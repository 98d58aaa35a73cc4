//! Application layer for Cookbook.
//!
//! `ProfileScreen` drives the three flows of the profile screen (loading the
//! profile, saving it, listing recipes) against injected collaborators and
//! keeps the in-memory state the view renders.

pub mod logging;
pub mod notice;
pub mod profile_saver;
pub mod profile_screen;
pub mod screen_state;

pub use notice::{Notice, NoticeCallback, NoticeLevel};
pub use profile_saver::{ImageSource, ProfileSaver, SaveOutcome};
pub use profile_screen::ProfileScreen;
pub use screen_state::{ScreenSnapshot, ScreenState};
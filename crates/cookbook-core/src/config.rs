//! Configuration model.
//!
//! Every key is optional. A missing file, a missing table, or a missing key
//! all fall back to the defaults below.
//!
//! ```toml
//! [store]
//! users_collection = "users"
//! recipes_collection = "recipes"
//!
//! [image]
//! jpeg_quality = 100
//!
//! [logging]
//! filter = "info"
//! ```

use serde::{Deserialize, Serialize};

use crate::error::Result;

pub const DEFAULT_USERS_COLLECTION: &str = "users";
pub const DEFAULT_RECIPES_COLLECTION: &str = "recipes";
pub const MAX_JPEG_QUALITY: u8 = 100;

#[derive(Deserialize, Serialize, Debug, Clone, Default, PartialEq, Eq)]
#[serde(default)]
pub struct AppConfig {
    pub store: StoreSettings,
    pub image: ImageSettings,
    pub logging: LoggingSettings,
}

impl AppConfig {
    /// Parses a TOML document into a config, applying defaults.
    pub fn from_toml_str(input: &str) -> Result<Self> {
        let config: AppConfig = toml::from_str(input)?;
        Ok(config)
    }
}

/// Collection names used by the profile and recipe flows.
#[derive(Deserialize, Serialize, Debug, Clone, PartialEq, Eq)]
#[serde(default)]
pub struct StoreSettings {
    pub users_collection: String,
    pub recipes_collection: String,
}

impl Default for StoreSettings {
    fn default() -> Self {
        Self {
            users_collection: DEFAULT_USERS_COLLECTION.to_string(),
            recipes_collection: DEFAULT_RECIPES_COLLECTION.to_string(),
        }
    }
}

#[derive(Deserialize, Serialize, Debug, Clone, PartialEq, Eq)]
#[serde(default)]
pub struct ImageSettings {
    /// JPEG quality, 1 to 100.
    pub jpeg_quality: u8,
}

impl ImageSettings {
    /// Quality clamped to the range accepted by JPEG encoders.
    pub fn effective_quality(&self) -> u8 {
        self.jpeg_quality.clamp(1, MAX_JPEG_QUALITY)
    }
}

impl Default for ImageSettings {
    fn default() -> Self {
        Self {
            jpeg_quality: MAX_JPEG_QUALITY,
        }
    }
}

#[derive(Deserialize, Serialize, Debug, Clone, PartialEq, Eq)]
#[serde(default)]
pub struct LoggingSettings {
    /// `tracing-subscriber` filter directive. `RUST_LOG` takes precedence.
    pub filter: String,
}

impl Default for LoggingSettings {
    fn default() -> Self {
        Self {
            filter: "info".to_string(),
        }
    }
}

#[cfg(test)]
mod tests {
    use super::*;

    #[test]
    fn test_empty_document_uses_defaults() {
        let config = AppConfig::from_toml_str("").unwrap();
        assert_eq!(config, AppConfig::default());
        assert_eq!(config.store.users_collection, "users");
        assert_eq!(config.store.recipes_collection, "recipes");
        assert_eq!(config.image.jpeg_quality, 100);
        assert_eq!(config.logging.filter, "info");
    }

    #[test]
    fn test_partial_tables_keep_other_defaults() {
        let config = AppConfig::from_toml_str(
            r#"
[store]
recipes_collection = "shared_recipes"
"#,
        )
        .unwrap();
        assert_eq!(config.store.users_collection, "users");
        assert_eq!(config.store.recipes_collection, "shared_recipes");
    }

    #[test]
    fn test_quality_is_clamped() {
        assert_eq!(ImageSettings { jpeg_quality: 0 }.effective_quality(), 1);
        assert_eq!(ImageSettings { jpeg_quality: 250 }.effective_quality(), 100);
        assert_eq!(ImageSettings { jpeg_quality: 85 }.effective_quality(), 85);
    }

    #[test]
    fn test_invalid_toml_is_serialization_error() {
        let err = AppConfig::from_toml_str("[store\n").unwrap_err();
        assert!(matches!(err, crate::CookbookError::Serialization { .. }));
    }
}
----
- [ASSIGNMENT]: Transcribe the records in full, so that each line reads exactly as before.

- [RESPONSE AREA]:
repository 98d58aaa35a73cc4
//! Application layer for Cookbook.
//!
//! `ProfileScreen` drives the three flows of the profile screen (loading the
//! profile, saving it, listing recipes) against injected collaborators and
//! keeps the in-memory state the view renders.

pub mod logging;
pub mod notice;
pub mod profile_saver;
pub mod profile_screen;
pub mod screen_state;

pub use notice::{Notice, NoticeCallback, NoticeLevel};
pub use profile_saver::{ImageSource, ProfileSaver, SaveOutcome};
pub use profile_screen::ProfileScreen;
pub use screen_state::{ScreenSnapshot, ScreenState};
filename crates/cookbook-core/src/config.rs
//! Configuration model.
//!
//! Every key is optional. A missing file, a missing table, or a missing key
//! all fall back to the defaults below.
//!
//! ```toml
//! [store]
//! users_collection = "users"
//! recipes_collection = "recipes"
//!
//! [image]
//! jpeg_quality = 100
//!
//! [logging]
//! filter = "info"
//! ```

use serde::{Deserialize, Serialize};

use crate::error::Result;

pub const DEFAULT_USERS_COLLECTION: &str = "users";
pub const DEFAULT_RECIPES_COLLECTION: &str = "recipes";
pub const MAX_JPEG_QUALITY: u8 = 100;

#[derive(Deserialize, Serialize, Debug, Clone, Default, PartialEq, Eq)]
#[serde(default)]
pub struct AppConfig {
    pub store: StoreSettings,
    pub image: ImageSettings,
    pub logging: LoggingSettings,
}

impl AppConfig {
    /// Parses a TOML document into a config, applying defaults.
    pub fn from_toml_str(input: &str) -> Result<Self> {
        let config: AppConfig = toml::from_str(input)?;
        Ok(config)
    }
}

/// Collection names used by the profile and recipe flows.
#[derive(Deserialize, Serialize, Debug, Clone, PartialEq, Eq)]
#[serde(default)]
pub struct StoreSettings {
    pub users_collection: String,
    pub recipes_collection: String,
}

impl Default for StoreSettings {
    fn default() -> Self {
        Self {
            users_collection: DEFAULT_USERS_COLLECTION.to_string(),
            recipes_collection: DEFAULT_RECIPES_COLLECTION.to_string(),
        }
    }
}

#[derive(Deserialize, Serialize, Debug, Clone, PartialEq, Eq)]
#[serde(default)]
pub struct ImageSettings {
    /// JPEG quality, 1 to 100.
    pub jpeg_quality: u8,
}

impl ImageSettings {
    /// Quality clamped to the range accepted by JPEG encoders.
    pub fn effective_quality(&self) -> u8 {
        self.jpeg_quality.clamp(1, MAX_JPEG_QUALITY)
    }
}

impl Default for ImageSettings {
    fn default() -> Self {
        Self {
            jpeg_quality: MAX_JPEG_QUALITY,
        }
    }
}

#[derive(Deserialize, Serialize, Debug, Clone, PartialEq, Eq)]
#[serde(default)]
pub struct LoggingSettings {
    /// `tracing-subscriber` filter directive. `RUST_LOG` takes precedence.
    pub filter: String,
}

impl Default for LoggingSettings {
    fn default() -> Self {
        Self {
            filter: "info".to_string(),
        }
    }
}

#[cfg(test)]
mod tests {
    use super::*;

    #[test]
    fn test_empty_document_uses_defaults() {
        let config = AppConfig::from_toml_str("").unwrap();
        assert_eq!(config, AppConfig::default());
        assert_eq!(config.store.users_collection, "users");
        assert_eq!(config.store.recipes_collection, "recipes");
        assert_eq!(config.image.jpeg_quality, 100);
        assert_eq!(config.logging.filter, "info");
    }

    #[test]
    fn test_partial_tables_keep_other_defaults() {
        let config = AppConfig::from_toml_str(
            r#"
[store]
recipes_collection = "shared_recipes"
"#,
        )
        .unwrap();
        assert_eq!(config.store.users_collection, "users");
        assert_eq!(config.store.recipes_collection, "shared_recipes");
    }

    #[test]
    fn test_quality_is_clamped() {
        assert_eq!(ImageSettings { jpeg_quality: 0 }.effective_quality(), 1);
        assert_eq!(ImageSettings { jpeg_quality: 250 }.effective_quality(), 100);
        assert_eq!(ImageSettings { jpeg_quality: 85 }.effective_quality(), 85);
    }

    #[test]
    fn test_invalid_toml_is_serialization_error() {
        let err = AppConfig::from_toml_str("[store\n").unwrap_err();
        assert!(matches!(err, crate::CookbookError::Serialization { .. }));
    }
}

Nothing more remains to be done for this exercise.